Roland Barthes explique dans Le plaisir du texte. Coll. Tel Quel, Le seuil :  » L’écriture est ceci : la science de jouissance du langage, son kamasoutra n’a qu’un seul traité : l’écriture elle-même.  »

♦ L’orgasme mental

La description la plus surprenante sur le plaisir d’écrire es sans doute celle-ci : le plaisir d’écrire serait un ‘orgasme mental. Il est possible de jouir autant de son esprit que de son corps. Aurélie Bonnafoux le décrit dans son Mémoire de maîtrise de psychologie clinique. Université Paris X Nanterre – Année 2004-2005. Il s’agirait de l’envahissement mental par quelque chose d’imprévu, différent des messages sensoriels et sensitifs habituels, d’un éclatement des limites ordinaires du moi, s’accompagnant d’un plaisir spécifique pouvant aboutir à une décharge orgasmique. Cela ressemble de très près à… un coup de foudre…

Que dire de plus ? Écrivez !

3 – Ce qui tue votre désir d’écrire

Les mauvais souvenirs scolaires

« Je pense souvent à mon professeur de français qui m’a dit un jour devant mes résultats satisfaisants :  » Ce qu’il vous manque c’est le travail, vous ne travaillez pas assez, n’entreprenez surtout jamais d’études littéraires ! » Elle n’est plus là maintenant, mais je serais fière qu’elle sache que sa discipline exercée avec rigueur et efficacité est devenue ma passion, mon plaisir quotidien.

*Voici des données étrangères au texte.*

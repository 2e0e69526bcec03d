extern crate clap;
extern crate env_logger;
#[macro_use]
extern crate failure;
#[macro_use]
extern crate log;
extern crate mandelfarm;
extern crate num_cpus;

use clap::{App, Arg, ArgMatches};
use failure::Error;
use mandelfarm::{
    task_size_for_count, Config, Grid, LocalRenderer, Shape, Task, Tiling, Viewport,
};
use std::fs::File;
use std::io::BufWriter;
use std::str::FromStr;
use std::time::{Duration, Instant};

fn parse_pair<T>(s: &str, separator: char) -> Option<(T, T)>
where
    T: FromStr,
{
    match s.find(separator) {
        None => None,
        Some(index) => match (T::from_str(&s[..index]), T::from_str(&s[index + 1..])) {
            (Ok(l), Ok(r)) => Some((l, r)),
            _ => None,
        },
    }
}

fn parse_viewport(s: &str) -> Option<Viewport> {
    let parts: Vec<f64> = s
        .split(',')
        .map(|part| f64::from_str(part.trim()))
        .collect::<Result<_, _>>()
        .ok()?;
    match parts.as_slice() {
        [xmin, ymin, dx, dy] => Some(Viewport {
            xmin: *xmin,
            ymin: *ymin,
            dx: *dx,
            dy: *dy,
        }),
        _ => None,
    }
}

fn parse_tiling(s: &str) -> Option<Tiling> {
    match s {
        "linear" => Some(Tiling::Linear),
        "rectangular" => Some(Tiling::Rectangular),
        "rows" => Some(Tiling::RowSegments),
        _ => None,
    }
}

fn validate_pair<T: FromStr>(s: &str, separator: char, err: &str) -> Result<(), String> {
    match parse_pair::<T>(s, separator) {
        Some(_) => Ok(()),
        None => Err(err.to_string()),
    }
}

fn validate_range<T: FromStr + Ord>(
    s: &str,
    low: T,
    high: T,
    isnotanumber_err: &str,
    isnotinrange_err: &str,
) -> Result<(), String> {
    match T::from_str(s) {
        Ok(i) => {
            if i >= low && i <= high {
                Ok(())
            } else {
                Err(isnotinrange_err.to_string())
            }
        }
        Err(_) => Err(isnotanumber_err.to_string()),
    }
}

const OUTPUT: &str = "output";
const SIZE: &str = "size";
const TASK_SIZE: &str = "task-size";
const TASKS: &str = "tasks";
const TILING: &str = "tiling";
const WORKERS: &str = "workers";
const CREDIT: &str = "credit";
const THREADS: &str = "threads";
const ITERATIONS: &str = "iterations";
const VIEWPORT: &str = "viewport";
const ENGINE: &str = "engine";
const TRIALS: &str = "trials";

fn args<'a>() -> ArgMatches<'a> {
    let max_threads = num_cpus::get();

    App::new("mandelfarm")
        .version("0.1.0")
        .author("Elf M. Sternberg <elf.sternberg@gmail.com>")
        .about("Mandelbrot escape-time renderer farmed out over message-passing workers")
        .arg(
            Arg::with_name(OUTPUT)
                .long(OUTPUT)
                .short("o")
                .takes_value(true)
                .default_value("mandelbrot.dat")
                .help("Output file"),
        )
        .arg(
            Arg::with_name(SIZE)
                .long(SIZE)
                .short("s")
                .takes_value(true)
                .default_value("1000x1000")
                .validator(|s| {
                    validate_pair::<usize>(&s, 'x', "Could not parse grid size")?;
                    match parse_pair::<usize>(&s, 'x') {
                        Some((cols, rows)) if cols >= 2 && rows >= 2 => Ok(()),
                        _ => Err("Grid must be at least 2x2".to_string()),
                    }
                })
                .help("Grid size, COLSxROWS"),
        )
        .arg(
            Arg::with_name(TASK_SIZE)
                .long(TASK_SIZE)
                .short("t")
                .takes_value(true)
                .default_value("100")
                .validator(|s| {
                    validate_range(
                        &s,
                        1,
                        usize::max_value(),
                        "Could not parse task size",
                        "Task size must be at least 1",
                    )
                })
                .help("Cells per task (linear) or tile edge (rectangular, rows)"),
        )
        .arg(
            Arg::with_name(TASKS)
                .long(TASKS)
                .takes_value(true)
                .validator(|s| {
                    validate_range(
                        &s,
                        1,
                        usize::max_value(),
                        "Could not parse task count",
                        "Task count must be at least 1",
                    )
                })
                .help("Cut the grid into at most this many tasks; overrides --task-size"),
        )
        .arg(
            Arg::with_name(TILING)
                .long(TILING)
                .takes_value(true)
                .default_value("linear")
                .possible_values(&["linear", "rectangular", "rows"])
                .help("How the grid is cut into tasks"),
        )
        .arg(
            Arg::with_name(WORKERS)
                .long(WORKERS)
                .short("w")
                .takes_value(true)
                .validator(|s| {
                    validate_range(
                        &s,
                        1,
                        1024,
                        "Could not parse worker count",
                        "Worker count must be between 1 and 1024",
                    )
                })
                .help("Number of worker ranks [default: one less than the CPU count]"),
        )
        .arg(
            Arg::with_name(CREDIT)
                .long(CREDIT)
                .short("c")
                .takes_value(true)
                .default_value("4")
                .validator(|s| {
                    validate_range(
                        &s,
                        1,
                        64,
                        "Could not parse credit",
                        "Credit must be between 1 and 64",
                    )
                })
                .help("Tasks each worker may hold at once"),
        )
        .arg(
            Arg::with_name(THREADS)
                .long(THREADS)
                .takes_value(true)
                .default_value("1")
                .validator(move |s| {
                    validate_range(
                        &s,
                        1,
                        max_threads,
                        "Could not parse thread count",
                        &format!("Thread count must be between 1 and {}", max_threads),
                    )
                })
                .help("Compute threads per worker, or for the threaded engine"),
        )
        .arg(
            Arg::with_name(ITERATIONS)
                .long(ITERATIONS)
                .short("i")
                .takes_value(true)
                .default_value("100")
                .validator(|s| {
                    validate_range(
                        &s,
                        1,
                        1_000_000,
                        "Could not parse iteration count",
                        "Iteration count must be between 1 and 1000000",
                    )
                })
                .help("Iteration cap per cell"),
        )
        .arg(
            Arg::with_name(VIEWPORT)
                .long(VIEWPORT)
                .takes_value(true)
                .allow_hyphen_values(true)
                .default_value("-2.5,-1,3.5,2")
                .validator(|s| match parse_viewport(&s) {
                    Some(ref v) if v.dx > 0.0 && v.dy > 0.0 => Ok(()),
                    Some(_) => Err("Viewport extents must be positive".to_string()),
                    None => Err("Could not parse viewport XMIN,YMIN,DX,DY".to_string()),
                })
                .help("Region of the complex plane, XMIN,YMIN,DX,DY"),
        )
        .arg(
            Arg::with_name(ENGINE)
                .long(ENGINE)
                .short("e")
                .takes_value(true)
                .default_value("farm")
                .possible_values(&["farm", "sequential", "threaded"])
                .help("Render through the worker farm, or locally"),
        )
        .arg(
            Arg::with_name(TRIALS)
                .long(TRIALS)
                .takes_value(true)
                .default_value("1")
                .validator(|s| {
                    validate_range(
                        &s,
                        1,
                        1000,
                        "Could not parse trial count",
                        "Trial count must be between 1 and 1000",
                    )
                })
                .help("Render this many times and report the fastest"),
        )
        .get_matches()
}

fn value<T: FromStr>(matches: &ArgMatches, name: &str) -> Result<T, Error> {
    let raw = matches
        .value_of(name)
        .ok_or_else(|| format_err!("missing --{}", name))?;
    T::from_str(raw).map_err(|_| format_err!("could not parse --{} {}", name, raw))
}

fn config(matches: &ArgMatches) -> Result<Config, Error> {
    let size = matches.value_of(SIZE).unwrap_or("");
    let (cols, rows) =
        parse_pair::<usize>(size, 'x').ok_or_else(|| format_err!("bad grid size {}", size))?;
    let shape = Shape::new(rows, cols);
    let tiling = matches
        .value_of(TILING)
        .and_then(parse_tiling)
        .ok_or_else(|| format_err!("bad tiling"))?;
    let viewport = matches
        .value_of(VIEWPORT)
        .and_then(parse_viewport)
        .ok_or_else(|| format_err!("bad viewport"))?;
    let task_size = match matches.value_of(TASKS) {
        Some(_) => task_size_for_count(shape, tiling, value(matches, TASKS)?),
        None => value(matches, TASK_SIZE)?,
    };
    let config = Config {
        shape,
        task_size,
        tiling,
        viewport,
        max_iterations: value(matches, ITERATIONS)?,
        workers: match matches.value_of(WORKERS) {
            Some(_) => value(matches, WORKERS)?,
            None => Config::default().workers,
        },
        credit: value(matches, CREDIT)?,
        threads: value(matches, THREADS)?,
    };
    config.validate()?;
    Ok(config)
}

fn render(engine: &str, config: &Config) -> Result<Grid, Error> {
    match engine {
        "farm" => Ok(mandelfarm::run(config)?.grid),
        _ => {
            let renderer = LocalRenderer::new(config.plane()?, config.max_iterations);
            let cells = if engine == "threaded" {
                renderer.render(config.threads)?
            } else {
                renderer.render_single()
            };
            let mut grid = Grid::new(config.shape);
            let whole = Task::Span {
                offset: 0,
                len: config.shape.len(),
            };
            grid.write_range(&whole, &cells)?;
            Ok(grid)
        }
    }
}

fn millis(duration: Duration) -> f64 {
    duration.as_secs() as f64 * 1e3 + f64::from(duration.subsec_nanos()) / 1e6
}

fn run() -> Result<(), Error> {
    let matches = args();
    let config = config(&matches)?;
    let engine = matches.value_of(ENGINE).unwrap_or("farm");
    let trials: usize = value(&matches, TRIALS)?;

    let mut best: Option<Duration> = None;
    let mut grid = None;
    for trial in 0..trials {
        let start = Instant::now();
        let rendered = render(engine, &config)?;
        let elapsed = start.elapsed();
        debug!("trial {}: {:.2} ms", trial, millis(elapsed));
        best = Some(best.map_or(elapsed, |b| b.min(elapsed)));
        grid = Some(rendered);
    }

    let grid = grid.ok_or_else(|| format_err!("no trials were run"))?;
    if let Some(best) = best {
        println!("{} time={:.2} ms.", engine, millis(best));
    }

    let outfile = matches.value_of(OUTPUT).unwrap_or("mandelbrot.dat");
    let mut out = BufWriter::new(File::create(outfile)?);
    mandelfarm::write_grid(&mut out, &config.viewport, &grid)?;
    info!("wrote {}x{} grid to {}", config.shape.cols, config.shape.rows, outfile);
    Ok(())
}

fn main() {
    env_logger::Builder::from_env(env_logger::Env::default().default_filter_or("info")).init();

    if let Err(e) = run() {
        eprintln!("Render failure: {}", e);
        std::process::exit(1);
    }
}
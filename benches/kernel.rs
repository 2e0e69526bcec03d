#[macro_use]
extern crate criterion;
extern crate mandelfarm;
extern crate num;

use criterion::Criterion;
use mandelfarm::{escape_time, run, Config, LocalRenderer, Shape, Tiling};
use num::Complex;

fn kernel(c: &mut Criterion) {
    c.bench_function("escape_time interior", |b| {
        b.iter(|| escape_time(Complex::new(-0.1, 0.1), 1000))
    });
}

fn renders(c: &mut Criterion) {
    let config = Config {
        shape: Shape::new(200, 200),
        task_size: 20,
        tiling: Tiling::Rectangular,
        workers: 2,
        ..Config::default()
    };
    c.bench_function("sequential 200x200", move |b| {
        let renderer = LocalRenderer::new(config.plane().unwrap(), config.max_iterations);
        b.iter(|| renderer.render_single())
    });
    c.bench_function("farm 200x200", move |b| b.iter(|| run(&config).unwrap()));
}

criterion_group!(benches, kernel, renders);
criterion_main!(benches);
//! Trait definitions for storage components.
//!
//! Implementations may vary (in-memory vs SQLite) but must satisfy these
//! interfaces.

use async_trait::async_trait;

use crate::error::StoreResult;
use crate::types::{JobId, JobRecord, JobUpdate, Subscription};

// =============================================================================
// Job Storage
// =============================================================================

/// Durable keyed record of job state.
#[async_trait]
pub trait JobStore: Send + Sync {
    /// Insert a new `queued` record.
    ///
    /// Fails with `JobExists` if the id is taken.
    async fn create(&self, job_id: &JobId, user_id: &str) -> StoreResult<JobRecord>;

    /// Write a status change.
    ///
    /// Upsert: an unknown id gets a new record. `created_at` and `user_id`
    /// of an existing record are kept, `updated_at` is refreshed, and
    /// `status`/`result`/`error` are overwritten as given. `payment_tx` is
    /// only overwritten by an update that carries one. There is no
    /// ordering check; callers that need forward-only moves check
    /// [`JobStatus::can_transition_to`](crate::JobStatus::can_transition_to)
    /// first. Atomic per job id.
    async fn apply_update(&self, job_id: &JobId, update: JobUpdate) -> StoreResult<JobRecord>;

    /// Load a record, or `NotFound`.
    async fn get(&self, job_id: &JobId) -> StoreResult<JobRecord>;
}

/// Read-only view of job records, local or remote.
///
/// Every [`JobStore`] is a reader; remote readers (e.g. over HTTP) implement
/// it directly.
#[async_trait]
pub trait JobReader: Send + Sync {
    /// Load a record, or `NotFound`.
    async fn read_job(&self, job_id: &JobId) -> StoreResult<JobRecord>;
}

#[async_trait]
impl<T: JobStore + ?Sized> JobReader for T {
    async fn read_job(&self, job_id: &JobId) -> StoreResult<JobRecord> {
        self.get(job_id).await
    }
}

// =============================================================================
// Subscriber Storage
// =============================================================================

/// Maps subscriber ids to delivery destinations.
#[async_trait]
pub trait SubscriberStore: Send + Sync {
    /// Create or replace a subscription. The original `created_at` is kept.
    async fn subscribe(&self, user_id: &str, destination: &str) -> StoreResult<Subscription>;

    /// Remove a subscription. Returns whether one existed.
    async fn unsubscribe(&self, user_id: &str) -> StoreResult<bool>;

    /// Destination for `user_id`, or `None`.
    async fn resolve(&self, user_id: &str) -> StoreResult<Option<String>>;

    /// All subscriptions, oldest first.
    async fn list(&self) -> StoreResult<Vec<Subscription>>;
}
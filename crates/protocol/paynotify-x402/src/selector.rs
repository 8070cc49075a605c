//! Choosing among the payment options a gateway advertises.

use paynotify_settle::{parse_amount, U256};
use tracing::debug;

use crate::types::PaymentRequirement;

/// Picks the payment option to pay from a challenge's `accepts` list.
pub trait RequirementSelector: Send + Sync {
    /// Return the option to pay, or `None` if none is acceptable.
    fn select<'a>(&self, accepts: &'a [PaymentRequirement]) -> Option<&'a PaymentRequirement>;
}

/// Takes the first advertised option as-is.
#[derive(Debug, Clone, Copy, Default)]
pub struct FirstAccepted;

impl RequirementSelector for FirstAccepted {
    fn select<'a>(&self, accepts: &'a [PaymentRequirement]) -> Option<&'a PaymentRequirement> {
        accepts.first()
    }
}

/// Takes the first option whose price is at most a spending cap.
///
/// Options with an unparseable amount are skipped.
#[derive(Debug, Clone, Copy)]
pub struct MaxAmount {
    cap_wei: U256,
}

impl MaxAmount {
    /// Cap given in wei.
    pub fn wei(cap_wei: impl Into<U256>) -> Self {
        Self {
            cap_wei: cap_wei.into(),
        }
    }

    /// Cap given as a decimal ether string.
    pub fn ether(cap: &str) -> paynotify_settle::SettleResult<Self> {
        Ok(Self {
            cap_wei: parse_amount(cap)?,
        })
    }
}

impl RequirementSelector for MaxAmount {
    fn select<'a>(&self, accepts: &'a [PaymentRequirement]) -> Option<&'a PaymentRequirement> {
        accepts.iter().find(|req| match parse_amount(&req.max_amount_required) {
            Ok(wei) => wei <= self.cap_wei,
            Err(e) => {
                debug!(amount = %req.max_amount_required, error = %e, "Skipping unparseable option");
                false
            }
        })
    }
}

Elle doit certainement y être pour quelque chose. À cette dame, à Jocelyne Barbas et à vous toutes et tous mes complices de chaque jour, je vous dis merci. »
Nicole de Bodt, deuxième année de formation, Belgique 

Le manque de techniques d’écriture

« Aujourd’hui ce qui me manque le plus, c’est de la technique (et sans doute quelques rappels orthographiques, grammaticaux… etc.) alors je compte m’inscrire à un atelier d’écriture. Je préfère vérifier si le feu de l’écriture qui est en moi me restera chevillé au corps ou s’il s’éteindra aussi vite qu’il s’est allumé. »

Le manque de savoir-faire

« Ce qui me bloque : – la sensation que mon écriture n’a pas la qualité souhaitée. Pas que je recherche à être un auteur reconnu pour son style, surtout pas – j’ai horreur de bien des auteurs qui s’intéressent plus à la forme qu’au fond -, mais il y a une certaine qualité à obtenir pour bien faire comprendre ses idées et  » manipuler  » le lecteur. La pensée que mon idée n’est pas assez originale en SF. Déjà trop ressassée, convenue, et n’apportant pas un nouvel éclairage. »
Nicolas Delalondre, troisième année d’écriture

La procrastination et l’exigence excessive

« Je suis une « procrastineuse » moi, et une championne en la matière. Alors les textes, ils attendent longtemps avant d’atterrir sur le papier, s’ils y arrivent un jour d’ailleurs. Mais ils sortent assez vite, comme s’ils avaient assez mûri et qu’il était temps maintenant de passer à autre chose. Alors succède un autre plaisir de l’écriture, plus long, plus fastidieux. Celui du polissage, du ciselage. Il faut revenir sur les mots, se relire, enlever un peu là, rajouter là. Doser, couper, appréhender. Jusqu’à trouver l’équilibre. Jusqu’à la prochaine idée qui jaillira.»

Le manque de temps

« Bloquée par manque de temps, trop de bruit autour de moi, obligations familiales, difficulté à exprimer exactement ce que je ressens !  » Chez moi, même si je m’enferme dans mon bureau, il y a toujours un moment où ma progéniture débarque. Il est très bavard… Je lui fais le regard qui tue, il repart penaud, mais le mal est fait « argh, où j’en étais ». Puis les chats poussent la porte. La femelle monte sur le bureau et me jette un regard innocent, tandis que le mâle signale sa présence par des graves miaulements. Et enfin mon mari (qui cuisine très bien) « Chérie, tu as une idée de ce que tu aimerais manger ce soir? ». Ok, je lâche l’affaire… Parfois, mes idées sont là, mais je suis incapable de les discipliner. Alors je laisse du temps et généralement ça marche. »
Lydia Javet, troisième année de formation

L’irrégularité

« Je suis ultra irrégulier. Sorte de maniaco-compulsif, lorsque je m’y mets, je peux rester plusieurs jours plusieurs heures par jour à écrire, penser et gérer deux ou trois textes en même temps ; et il y a d’autres séquences sans écriture, où je me concentrerais de la même façon sur d’autres projets (notamment arts martiaux). Bref des périodes de grande intensité en mode alternatif même si j’écris chaque jour (idées, réflexions, forums, traductions, bout de nouvelle…).»
Nicolas Delalondre, troisième année de formation d’écrivain.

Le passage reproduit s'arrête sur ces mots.